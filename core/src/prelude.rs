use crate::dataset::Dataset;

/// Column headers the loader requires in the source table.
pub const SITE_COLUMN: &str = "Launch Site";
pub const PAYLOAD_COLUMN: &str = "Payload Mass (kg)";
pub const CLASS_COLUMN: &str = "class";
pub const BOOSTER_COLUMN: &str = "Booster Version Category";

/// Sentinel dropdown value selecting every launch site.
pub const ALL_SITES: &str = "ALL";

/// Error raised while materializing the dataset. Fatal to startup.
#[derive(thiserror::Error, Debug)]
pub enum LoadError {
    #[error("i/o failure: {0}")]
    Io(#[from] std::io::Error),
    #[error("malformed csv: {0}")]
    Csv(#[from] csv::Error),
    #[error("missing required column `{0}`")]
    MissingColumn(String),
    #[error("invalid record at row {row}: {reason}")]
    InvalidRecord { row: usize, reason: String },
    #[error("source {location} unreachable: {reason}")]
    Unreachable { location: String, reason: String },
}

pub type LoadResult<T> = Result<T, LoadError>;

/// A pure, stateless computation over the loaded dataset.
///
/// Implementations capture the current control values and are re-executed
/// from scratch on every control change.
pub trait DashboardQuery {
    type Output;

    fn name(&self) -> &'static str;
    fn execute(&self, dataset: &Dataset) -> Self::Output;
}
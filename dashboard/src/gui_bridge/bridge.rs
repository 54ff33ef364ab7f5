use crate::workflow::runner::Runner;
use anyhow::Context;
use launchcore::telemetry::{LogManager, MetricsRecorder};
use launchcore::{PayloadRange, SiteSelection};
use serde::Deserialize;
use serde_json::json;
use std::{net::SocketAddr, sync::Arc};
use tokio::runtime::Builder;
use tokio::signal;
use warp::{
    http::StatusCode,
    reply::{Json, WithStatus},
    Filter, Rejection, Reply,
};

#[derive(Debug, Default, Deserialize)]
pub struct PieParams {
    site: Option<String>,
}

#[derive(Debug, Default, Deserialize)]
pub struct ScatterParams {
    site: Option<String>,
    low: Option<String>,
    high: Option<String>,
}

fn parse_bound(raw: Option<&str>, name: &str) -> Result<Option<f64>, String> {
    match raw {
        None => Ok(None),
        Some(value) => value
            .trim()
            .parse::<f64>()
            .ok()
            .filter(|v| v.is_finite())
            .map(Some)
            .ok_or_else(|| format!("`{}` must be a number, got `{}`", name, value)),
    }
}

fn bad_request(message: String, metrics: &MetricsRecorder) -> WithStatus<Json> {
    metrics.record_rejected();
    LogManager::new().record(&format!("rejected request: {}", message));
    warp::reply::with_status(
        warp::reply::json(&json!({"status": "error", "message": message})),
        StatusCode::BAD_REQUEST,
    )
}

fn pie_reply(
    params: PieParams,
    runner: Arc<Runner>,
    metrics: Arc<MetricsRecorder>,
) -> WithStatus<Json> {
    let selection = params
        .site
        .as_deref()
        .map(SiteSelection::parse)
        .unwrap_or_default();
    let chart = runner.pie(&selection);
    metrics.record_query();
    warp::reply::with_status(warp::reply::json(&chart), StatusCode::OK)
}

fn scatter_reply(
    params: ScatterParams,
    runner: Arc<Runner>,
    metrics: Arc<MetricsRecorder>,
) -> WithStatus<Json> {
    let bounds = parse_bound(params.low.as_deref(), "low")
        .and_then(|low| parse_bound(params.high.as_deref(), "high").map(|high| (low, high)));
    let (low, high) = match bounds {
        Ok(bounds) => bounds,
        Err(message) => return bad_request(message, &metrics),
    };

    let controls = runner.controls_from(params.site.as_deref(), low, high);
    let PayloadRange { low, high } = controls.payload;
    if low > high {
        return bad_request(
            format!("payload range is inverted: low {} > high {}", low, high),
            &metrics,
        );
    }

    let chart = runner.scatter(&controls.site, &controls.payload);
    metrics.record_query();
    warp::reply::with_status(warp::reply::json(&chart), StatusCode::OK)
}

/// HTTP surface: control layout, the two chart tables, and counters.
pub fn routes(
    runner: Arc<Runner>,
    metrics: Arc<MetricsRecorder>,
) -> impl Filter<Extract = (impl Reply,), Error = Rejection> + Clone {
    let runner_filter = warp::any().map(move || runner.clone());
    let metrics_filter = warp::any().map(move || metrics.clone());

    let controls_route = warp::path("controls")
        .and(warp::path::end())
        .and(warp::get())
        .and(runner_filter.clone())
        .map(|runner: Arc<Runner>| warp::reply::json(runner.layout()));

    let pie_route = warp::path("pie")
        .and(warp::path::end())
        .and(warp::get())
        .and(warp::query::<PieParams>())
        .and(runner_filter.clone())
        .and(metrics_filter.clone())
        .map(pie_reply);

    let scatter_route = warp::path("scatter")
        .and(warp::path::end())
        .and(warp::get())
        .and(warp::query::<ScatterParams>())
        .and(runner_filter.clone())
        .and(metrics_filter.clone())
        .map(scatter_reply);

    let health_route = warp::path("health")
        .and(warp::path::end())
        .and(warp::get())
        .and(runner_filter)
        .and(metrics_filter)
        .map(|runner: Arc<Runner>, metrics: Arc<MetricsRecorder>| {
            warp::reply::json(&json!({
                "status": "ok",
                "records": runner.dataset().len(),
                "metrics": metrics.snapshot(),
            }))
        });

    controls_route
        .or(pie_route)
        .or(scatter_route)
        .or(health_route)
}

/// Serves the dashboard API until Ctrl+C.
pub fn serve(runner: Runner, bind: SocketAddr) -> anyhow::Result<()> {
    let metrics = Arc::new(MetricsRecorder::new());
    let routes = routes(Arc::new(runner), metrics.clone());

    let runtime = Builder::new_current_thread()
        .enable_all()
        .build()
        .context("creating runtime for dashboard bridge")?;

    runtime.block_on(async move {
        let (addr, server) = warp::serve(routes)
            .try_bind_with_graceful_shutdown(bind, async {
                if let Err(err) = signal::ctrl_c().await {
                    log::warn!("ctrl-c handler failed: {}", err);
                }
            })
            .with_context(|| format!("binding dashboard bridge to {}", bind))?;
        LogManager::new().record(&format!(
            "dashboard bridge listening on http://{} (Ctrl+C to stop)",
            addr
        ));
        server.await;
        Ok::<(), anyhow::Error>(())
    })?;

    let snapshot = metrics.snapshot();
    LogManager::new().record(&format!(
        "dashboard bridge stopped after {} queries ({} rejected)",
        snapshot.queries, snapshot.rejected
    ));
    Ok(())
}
====================
Where a line contains the word "self", copy that line from the listing above.

    fn name(&self) -> &'static str;
    fn execute(&self, dataset: &Dataset) -> Self::Output;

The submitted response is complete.